[Your assignment] Reproduce, please, only the lines from the first line below to the line containing "keep ledger order.", inclusive.

--- --- ---

use tracing::debug;

use crate::models::ledger::Ledger;
use crate::models::transaction::{NewTransaction, Transaction, TransactionId, TransactionType};

/// Create/delete/list over a [`Ledger`].
///
/// Pure business logic, no I/O. There is no update operation; an edit is a
/// remove followed by an add.
pub struct LedgerService;

impl LedgerService {
    pub fn new() -> Self {
        Self
    }

    /// Record a transaction. The new entry goes to the front of the ledger.
    ///
    /// No validation happens here; callers that take user input should go
    /// through [`crate::models::form::TransactionForm`] first.
    pub fn add_transaction(&self, ledger: &mut Ledger, data: NewTransaction) -> Transaction {
        let mut transaction = Transaction::from_new(data);
        while ledger.transactions.iter().any(|t| t.id == transaction.id) {
            transaction.id = TransactionId::generate();
        }
        debug!(id = %transaction.id, kind = %transaction.kind, "adding transaction");
        ledger.transactions.insert(0, transaction.clone());
        transaction
    }

    /// Remove the transaction with `id`. Absent ids are a no-op.
    ///
    /// Returns whether anything was removed.
    pub fn remove_transaction(&self, ledger: &mut Ledger, id: &TransactionId) -> bool {
        let before = ledger.transactions.len();
        ledger.transactions.retain(|t| &t.id != id);
        let removed = ledger.transactions.len() != before;
        debug!(%id, removed, "removing transaction");
        removed
    }

    /// The ledger in storage order (most recently added first).
    pub fn list<'a>(&self, ledger: &'a Ledger) -> &'a [Transaction] {
        &ledger.transactions
    }

    /// Newest date first; same-day entries keep ledger order.
    pub fn list_by_date<'a>(&self, ledger: &'a Ledger) -> Vec<&'a Transaction> {
        let mut transactions: Vec<&Transaction> = ledger.transactions.iter().collect();
        transactions.sort_by(|a, b| b.date.cmp(&a.date));
        transactions
    }

    pub fn get<'a>(&self, ledger: &'a Ledger, id: &TransactionId) -> Option<&'a Transaction> {
        ledger.transactions.iter().find(|t| &t.id == id)
    }

    pub fn filter_by_type<'a>(&self, ledger: &'a Ledger, kind: TransactionType) -> Vec<&'a Transaction> {
        ledger.transactions.iter().filter(|t| t.kind == kind).collect()
    }

    /// Case-insensitive match against category and description.
    pub fn search<'a>(&self, ledger: &'a Ledger, query: &str) -> Vec<&'a Transaction> {
        let q = query.to_lowercase();
        ledger
            .transactions
            .iter()
            .filter(|t| {
                t.category.to_lowercase().contains(&q)
                    || t.description.as_deref().unwrap_or("").to_lowercase().contains(&q)
            })
            .collect()
    }
}

impl Default for LedgerService {
    fn default() -> Self {
        Self::new()
    }
}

--- --- ---

[Output for this task]
use tracing::debug;

use crate::models::ledger::Ledger;
use crate::models::transaction::{NewTransaction, Transaction, TransactionId, TransactionType};

/// Create/delete/list over a [`Ledger`].
///
/// Pure business logic, no I/O. There is no update operation; an edit is a
/// remove followed by an add.
pub struct LedgerService;

impl LedgerService {
    pub fn new() -> Self {
        Self
    }

    /// Record a transaction. The new entry goes to the front of the ledger.
    ///
    /// No validation happens here; callers that take user input should go
    /// through [`crate::models::form::TransactionForm`] first.
    pub fn add_transaction(&self, ledger: &mut Ledger, data: NewTransaction) -> Transaction {
        let mut transaction = Transaction::from_new(data);
        while ledger.transactions.iter().any(|t| t.id == transaction.id) {
            transaction.id = TransactionId::generate();
        }
        debug!(id = %transaction.id, kind = %transaction.kind, "adding transaction");
        ledger.transactions.insert(0, transaction.clone());
        transaction
    }

    /// Remove the transaction with `id`. Absent ids are a no-op.
    ///
    /// Returns whether anything was removed.
    pub fn remove_transaction(&self, ledger: &mut Ledger, id: &TransactionId) -> bool {
        let before = ledger.transactions.len();
        ledger.transactions.retain(|t| &t.id != id);
        let removed = ledger.transactions.len() != before;
        debug!(%id, removed, "removing transaction");
        removed
    }

    /// The ledger in storage order (most recently added first).
    pub fn list<'a>(&self, ledger: &'a Ledger) -> &'a [Transaction] {
        &ledger.transactions
    }

    /// Newest date first; same-day entries keep ledger order.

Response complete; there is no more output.